Elephant (1986), Alan Clarke


Elephant (1986), de Alan Clarke, representa diversos assassinatos que não têm uma ligação lógica de maneira a estruturar uma narrativa. A câmera segue os personagens através de travellings, às vezes pára e deixa o personagem seguir em frente, percorre espaços de corredores, ruas, faz-nos andar junto com a vítima ou com o assassino (às vezes não sabemos se estamos atrás da vítima ou do algoz), de forma a nos lembrar Elephant (2003), de Gus Van Sant. Elephant, de Alan Clarke, de fato influenciou o filme de Van Sant, uma ficção sobre o famoso massacre na escola americana de Columbine, episódio que também deu origem ao documentário Tiros em Columbine (2002), de Michael Moore.

Como um filme sem música, Elephant traz o silêncio das ruas e dos cômodos onde ressoam os passos dos personagens, até os tiros ecoarem violentamente contra o silêncio. A câmera nos coloca em posição de distanciamento em relação às vítimas e aos algozes, com planos abertos e pouco vemos dos seus rostos (em apenas dois assassinatos vemos o primeiro plano do semblante do assassino). Nos diversos assassinatos representados, há close sobre a arma no momento do tiro. Esse close evoca o poder que a arma proporciona aos assassinos, que diante da vida alheia comportam-se com uma indiferença e uma sensação de poder assustadoras.

Algo que se repete em todos os assassinatos do filme é que vemos o cadáver da vítima em plano geral com câmera fixa. Há um respeito na representação da violência, o próprio filme não banaliza a morte, ao contrário dos algozes. Ao optar por apelar ao espectador para que observe o cadáver, todavia utilizando o plano geral com câmera fixa, a câmera não espetaculariza a violência, mantendo uma postura respeitosa diante do corpo estendido ao chão.

Algumas cenas que me marcaram: o travelling para frente em plano geral segue duas pessoas fazendo caminhada pela manhã ainda cedo, rodeadas pela bela paisagem verde e o céu com neblina. A imagem bela contrasta com a violência que se segue, quando vemos um homem vindo na direção contrária ao fundo do quadro que atira em uma das pessoas, enquanto a outra corre e termina não sendo morta pelo assassino, que segue caminhando tranquilamente. Outra cena: a câmera faz um movimento de travelling para trás e acompanha homem andando por uma rua. O trabalho da profundidade de campo provoca suspense, pois ao fundo está um homem seguindo-o.

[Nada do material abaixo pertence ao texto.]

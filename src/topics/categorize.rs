use crate::types::{TopicCategories, TopicCategory};

/// Most uncategorized topics reported under `other`
pub const OTHER_LIMIT: usize = 3;

/// Substring match in either direction, case-insensitive.
///
/// Loose on purpose: "spacious" lands in facilities through "spa".
fn matches_keyword(topic: &str, keyword: &str) -> bool {
    let keyword = keyword.to_lowercase();
    topic.contains(&keyword) || keyword.contains(topic)
}

/// Map selected topics into categories. Empty categories are left out.
pub fn categorize(topics: &[String]) -> TopicCategories {
    let mut categories = TopicCategories::new();
    let mut other = Vec::new();

    for topic in topics {
        let lowered = topic.to_lowercase();
        let mut matched = false;
        for category in TopicCategory::KEYWORDED {
            if category
                .keywords()
                .iter()
                .any(|k| matches_keyword(&lowered, k))
            {
                categories.entry(category).or_default().push(topic.clone());
                matched = true;
            }
        }
        if !matched && other.len() < OTHER_LIMIT {
            other.push(topic.clone());
        }
    }

    if !other.is_empty() {
        categories.insert(TopicCategory::Other, other);
    }
    categories
}
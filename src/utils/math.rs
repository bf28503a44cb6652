//! Mathematical utility functions

/// Calculate cosine similarity between two vectors
/// Returns 0.0 if dimensions don't match
pub fn cosine_similarity(a: &[f32], b: &[f32]) -> f32 {
    if a.len() != b.len() {
        tracing::warn!(
            "cosine_similarity dimension mismatch: a={}, b={}",
            a.len(),
            b.len()
        );
        return 0.0;
    }
    if a.is_empty() {
        return 0.0;
    }
    let dot_product: f32 = a.iter().zip(b.iter()).map(|(x, y)| x * y).sum();
    let norm_a: f32 = a.iter().map(|x| x * x).sum::<f32>().sqrt();
    let norm_b: f32 = b.iter().map(|x| x * x).sum::<f32>().sqrt();
    if norm_a == 0.0 || norm_b == 0.0 {
        return 0.0;
    }
    dot_product / (norm_a * norm_b)
}

/// Round to three decimal places, the precision of every reported score.
pub fn round3(value: f64) -> f64 {
    let rounded = (value * 1000.0).round() / 1000.0;
    // avoid reporting -0.0
    if rounded == 0.0 { 0.0 } else { rounded }
}

/// Clamp into the sentiment scale. NaN collapses to 0.0.
pub fn clamp_signed_unit(value: f64) -> f64 {
    if value.is_nan() {
        0.0
    } else {
        value.clamp(-1.0, 1.0)
    }
}

/// Clamp into `[0, 1]`. NaN collapses to 0.0.
pub fn clamp_unit(value: f64) -> f64 {
    if value.is_nan() {
        0.0
    } else {
        value.clamp(0.0, 1.0)
    }
}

O personagem adentra na sua casa e a câmera o segue em travelling para frente, até parar diante da porta da sala, quando o assassino adentra o quadro e atira no homem que seguia e num garoto que jogava videogame.

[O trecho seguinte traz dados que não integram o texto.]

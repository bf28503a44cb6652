//! Topic extraction: phrase ranking and linguistic candidates, cleaned, ranked and categorized.

pub mod categorize;
pub mod clean;

use serde::{Deserialize, Serialize};
use std::collections::HashSet;
use std::sync::Arc;
use tracing::{debug, warn};

use crate::backends::linguistic::without_determiner;
use crate::backends::{
    Capability, EntityLabel, LinguisticParser, ParsedText, PartOfSpeech, PhraseRanker,
    RuleBasedParser,
};
use crate::error::Result;
use crate::types::TopicCategories;
use crate::utils::OrderedCounter;

pub use categorize::categorize;
pub use clean::clean_topic;

pub const DEFAULT_MAX_TOPICS: usize = 5;
/// Ranked phrases requested from the phrase strategy
pub const PHRASE_TOP_K: usize = 10;

const MAX_CHUNK_WORDS: usize = 2;
const MIN_CANDIDATE_CHARS: usize = 2;

#[derive(Debug, Clone, Default, PartialEq, Serialize, Deserialize)]
pub struct TopicExtraction {
    pub topics: Vec<String>,
    pub categories: TopicCategories,
    /// Deduplicated raw candidates before cleaning, for diagnostics
    pub all_topics: Vec<String>,
}

/// Combines the phrase and linguistic strategies. Either may be absent.
#[derive(Debug, Clone)]
pub struct TopicExtractor {
    phrases: Capability<dyn PhraseRanker>,
    parser: Capability<dyn LinguisticParser>,
}

impl TopicExtractor {
    pub fn new(
        phrases: Capability<dyn PhraseRanker>,
        parser: Capability<dyn LinguisticParser>,
    ) -> Self {
        Self { phrases, parser }
    }

    /// Linguistic strategy only, on the built-in parser.
    pub fn rule_based() -> Self {
        Self::new(
            Capability::Absent,
            Capability::Present(Arc::new(RuleBasedParser::new())),
        )
    }

    pub fn strategies(&self) -> (bool, bool) {
        (self.phrases.is_present(), self.parser.is_present())
    }

    /// Extract topics from every strategy that succeeds.
    ///
    /// A failing strategy contributes no candidates. The error is returned only when every
    /// present strategy failed.
    pub async fn try_extract(&self, text: &str, max_topics: usize) -> Result<TopicExtraction> {
        let mut candidates = Vec::new();
        let mut attempted = 0;
        let mut failures = Vec::new();

        if let Capability::Present(ranker) = &self.phrases {
            attempted += 1;
            match ranker.rank_phrases(text, PHRASE_TOP_K).await {
                Ok(phrases) => candidates.extend(phrases),
                Err(e) => {
                    warn!("Phrase ranking ({}) failed: {}", ranker.name(), e);
                    failures.push(e);
                }
            }
        }
        if let Capability::Present(parser) = &self.parser {
            attempted += 1;
            match parser.parse(text).await {
                Ok(parsed) => candidates.extend(linguistic_candidates(&parsed)),
                Err(e) => {
                    warn!("Linguistic parsing ({}) failed: {}", parser.name(), e);
                    failures.push(e);
                }
            }
        }

        if attempted > 0
            && failures.len() == attempted
            && let Some(e) = failures.pop()
        {
            return Err(e);
        }

        let mut counter = OrderedCounter::new();
        for candidate in &candidates {
            if let Some(topic) = clean_topic(candidate) {
                counter.add(&topic);
            }
        }
        let topics: Vec<String> = counter
            .most_common(max_topics)
            .into_iter()
            .map(|(topic, _)| topic)
            .collect();
        let categories = categorize(&topics);
        debug!(
            "extracted {} topics from {} candidates",
            topics.len(),
            candidates.len()
        );

        Ok(TopicExtraction {
            topics,
            categories,
            all_topics: dedup_in_order(candidates),
        })
    }

    /// Extract topics; any failure yields empty structures.
    pub async fn extract(&self, text: &str, max_topics: usize) -> TopicExtraction {
        match self.try_extract(text, max_topics).await {
            Ok(extraction) => extraction,
            Err(e) => {
                warn!("Topic extraction failed: {}", e);
                TopicExtraction::default()
            }
        }
    }
}

/// Entities of the kinds worth reporting, short noun chunks, then noun and adjective lemmas.
fn linguistic_candidates(parsed: &ParsedText) -> Vec<String> {
    let entities = parsed
        .entities
        .iter()
        .filter(|e| {
            matches!(
                e.label,
                EntityLabel::Org | EntityLabel::Product | EntityLabel::Event | EntityLabel::Facility
            )
        })
        .map(|e| e.text.clone());

    let chunks = parsed
        .noun_chunks
        .iter()
        .filter(|c| {
            c.split_whitespace().count() <= MAX_CHUNK_WORDS
                && c.chars().count() > MIN_CANDIDATE_CHARS
        })
        .map(|c| without_determiner(c).to_string());

    let lemmas = parsed
        .tokens
        .iter()
        .filter(|t| {
            matches!(t.pos, PartOfSpeech::Noun | PartOfSpeech::Adjective)
                && !t.is_stop
                && !t.is_punct
                && t.text.chars().count() > MIN_CANDIDATE_CHARS
        })
        .map(|t| t.lemma.clone());

    dedup_in_order(entities.chain(chunks).chain(lemmas))
}

fn dedup_in_order(items: impl IntoIterator<Item = String>) -> Vec<String> {
    let mut seen = HashSet::new();
    items
        .into_iter()
        .filter(|item| seen.insert(item.clone()))
        .collect()
}

#[cfg(test)]
mod tests {
    use super::*;
    use crate::backends::{EmbeddingPhraseRanker, HashEmbedder};
    use crate::error::FeedbackError;
    use crate::types::TopicCategory;
    use async_trait::async_trait;

    struct FixedRanker(Vec<&'static str>);

    #[async_trait]
    impl PhraseRanker for FixedRanker {
        async fn rank_phrases(&self, _text: &str, top_k: usize) -> Result<Vec<String>> {
            Ok(self.0.iter().take(top_k).map(|s| s.to_string()).collect())
        }

        fn name(&self) -> &str {
            "fixed"
        }
    }

    struct BrokenParser;

    #[async_trait]
    impl LinguisticParser for BrokenParser {
        async fn parse(&self, _text: &str) -> Result<ParsedText> {
            Err(FeedbackError::Internal {
                message: "parser crashed".to_string(),
            })
        }

        fn name(&self) -> &str {
            "broken"
        }
    }

    const COMPLAINT: &str =
        "This is terrible! The room was dirty and the service was awful. Very urgent issue!";

    #[tokio::test]
    async fn rule_based_extraction_of_complaint() {
        let out = TopicExtractor::rule_based().extract(COMPLAINT, 5).await;
        assert_eq!(out.topics, vec!["room", "service", "terrible", "dirty", "awful"]);
        assert_eq!(out.categories[&TopicCategory::Room], vec!["room"]);
        assert_eq!(out.categories[&TopicCategory::Service], vec!["service"]);
        assert_eq!(out.categories[&TopicCategory::Cleanliness], vec!["dirty"]);
        assert_eq!(out.categories[&TopicCategory::Other], vec!["terrible", "awful"]);
        assert!(out.all_topics.contains(&"issue".to_string()));
    }

    #[tokio::test]
    async fn frequency_across_strategies_decides_rank() {
        let extractor = TopicExtractor::new(
            Capability::Present(Arc::new(FixedRanker(vec!["pool", "Pool!", "towels"]))),
            Capability::Present(Arc::new(RuleBasedParser::new())),
        );
        let out = extractor
            .extract("The room was fine but the pool was cold.", 3)
            .await;
        // "pool" appears twice from the ranker and once from the parser
        assert_eq!(out.topics[0], "pool");
        assert_eq!(out.topics.len(), 3);
    }

    #[test]
    fn long_chunks_are_measured_with_their_determiner() {
        let parsed = RuleBasedParser::new().parse_sync("The dirty room smelled, the bar was fine.");
        let candidates = linguistic_candidates(&parsed);
        assert!(!candidates.contains(&"dirty room".to_string()));
        assert!(candidates.contains(&"bar".to_string()));
        assert_eq!(candidates.iter().filter(|c| *c == "bar").count(), 1);
    }

    #[tokio::test]
    async fn max_topics_caps_output() {
        let out = TopicExtractor::rule_based().extract(COMPLAINT, 2).await;
        assert_eq!(out.topics.len(), 2);
    }

    #[tokio::test]
    async fn no_strategies_means_no_topics() {
        let extractor = TopicExtractor::new(Capability::Absent, Capability::Absent);
        let out = extractor.extract(COMPLAINT, 5).await;
        assert_eq!(out, TopicExtraction::default());
    }

    struct BrokenRanker;

    #[async_trait]
    impl PhraseRanker for BrokenRanker {
        async fn rank_phrases(&self, _text: &str, _top_k: usize) -> Result<Vec<String>> {
            Err(FeedbackError::Inference {
                message: "embedding failed".to_string(),
            })
        }

        fn name(&self) -> &str {
            "broken"
        }
    }

    #[tokio::test]
    async fn failed_phrase_ranking_keeps_linguistic_topics() {
        let extractor = TopicExtractor::new(
            Capability::Present(Arc::new(BrokenRanker)),
            Capability::Present(Arc::new(RuleBasedParser::new())),
        );
        let out = extractor
            .try_extract("The room was dirty and the service was awful.", 5)
            .await
            .unwrap();
        assert_eq!(out.topics[..2], ["room", "service"]);
        assert!(out.categories.contains_key(&TopicCategory::Cleanliness));
    }

    #[tokio::test]
    async fn failed_parser_keeps_ranked_phrases() {
        let extractor = TopicExtractor::new(
            Capability::Present(Arc::new(FixedRanker(vec!["pool", "towels"]))),
            Capability::Present(Arc::new(BrokenParser)),
        );
        let out = extractor.try_extract(COMPLAINT, 5).await.unwrap();
        assert_eq!(out.topics, vec!["pool", "towels"]);
    }

    #[tokio::test]
    async fn every_strategy_failing_is_an_error() {
        let extractor = TopicExtractor::new(
            Capability::Present(Arc::new(BrokenRanker)),
            Capability::Present(Arc::new(BrokenParser)),
        );
        assert!(extractor.try_extract(COMPLAINT, 5).await.is_err());
    }

    #[tokio::test]
    async fn failing_strategy_surfaces_in_try_extract_only() {
        let extractor =
            TopicExtractor::new(Capability::Absent, Capability::Present(Arc::new(BrokenParser)));
        assert!(extractor.try_extract(COMPLAINT, 5).await.is_err());
        assert!(extractor.extract(COMPLAINT, 5).await.topics.is_empty());
    }

    #[tokio::test]
    async fn repeated_extraction_is_stable() {
        let extractor = TopicExtractor::new(
            Capability::Present(Arc::new(EmbeddingPhraseRanker::new(
                Arc::new(HashEmbedder::new(128)),
                32,
            ))),
            Capability::Present(Arc::new(RuleBasedParser::new())),
        );
        let a = extractor.extract(COMPLAINT, 5).await;
        let b = extractor.extract(COMPLAINT, 5).await;
        assert_eq!(a, b);
        assert!(a.topics.len() <= 5);
    }
}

O filme termina seguindo dois homens vestidos com sobretudo preto, que depois encontram outro rapaz usando a mesma roupa, até pararem no que parecia ser um estacionamento. Um deles vira para a parede e é morto a tiros. O último plano do filme é do seu sangue escorrendo na parede. Fica a pergunta: será que os homens de preto da última cena faziam parte de algum grupo de serial killers que depois resolvem matar uns aos outros?

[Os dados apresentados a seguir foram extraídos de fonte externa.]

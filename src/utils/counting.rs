use std::collections::HashMap;

/// Frequency counter that remembers first-insertion order.
///
/// `most_common` breaks ties by that order, so results are deterministic for a given
/// input sequence.
#[derive(Debug, Clone, Default)]
pub struct OrderedCounter {
    order: Vec<String>,
    counts: HashMap<String, usize>,
}

impl OrderedCounter {
    pub fn new() -> Self {
        Self::default()
    }

    pub fn add(&mut self, key: &str) {
        self.add_n(key, 1);
    }

    pub fn add_n(&mut self, key: &str, n: usize) {
        match self.counts.get_mut(key) {
            Some(count) => *count += n,
            None => {
                self.order.push(key.to_string());
                self.counts.insert(key.to_string(), n);
            }
        }
    }

    /// Fold another counter in. Keys new to `self` keep `other`'s relative order.
    pub fn merge(&mut self, other: &OrderedCounter) {
        for key in &other.order {
            self.add_n(key, other.counts[key]);
        }
    }

    pub fn get(&self, key: &str) -> usize {
        self.counts.get(key).copied().unwrap_or(0)
    }

    pub fn len(&self) -> usize {
        self.order.len()
    }

    pub fn is_empty(&self) -> bool {
        self.order.is_empty()
    }

    /// Up to `n` keys by descending count.
    pub fn most_common(&self, n: usize) -> Vec<(String, usize)> {
        let mut entries: Vec<(String, usize)> = self
            .order
            .iter()
            .map(|k| (k.clone(), self.counts[k]))
            .collect();
        // stable: equal counts stay in first-seen order
        entries.sort_by(|a, b| b.1.cmp(&a.1));
        entries.truncate(n);
        entries
    }
}

#[cfg(test)]
mod tests {
    use super::*;

    #[test]
    fn ties_keep_first_seen_order() {
        let mut c = OrderedCounter::new();
        for k in ["b", "a", "c", "a", "b", "d"] {
            c.add(k);
        }
        let top: Vec<_> = c.most_common(3).into_iter().map(|(k, _)| k).collect();
        assert_eq!(top, vec!["b", "a", "c"]);
    }

    #[test]
    fn merge_sums_counts() {
        let mut left = OrderedCounter::new();
        left.add("room");
        let mut right = OrderedCounter::new();
        right.add_n("room", 2);
        right.add("pool");
        left.merge(&right);
        assert_eq!(left.get("room"), 3);
        assert_eq!(left.get("pool"), 1);
        assert_eq!(left.len(), 2);
    }
}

Nenhum dos crimes tem explicação. Todos os assassinos pegam as pessoas desprevenidas, tirando-nos da segurança dos crimes com motivos. Sabemos que em boa parte dos filmes de serial killers no final ele pára e explica para algum personagem e para nós espectadores o porquê de seus crimes. Elephant constrói um universo onde uma vítima da violência é vítima de um crime banal, é vítima do acaso. Tais quais os estudantes da Escola de Columbine.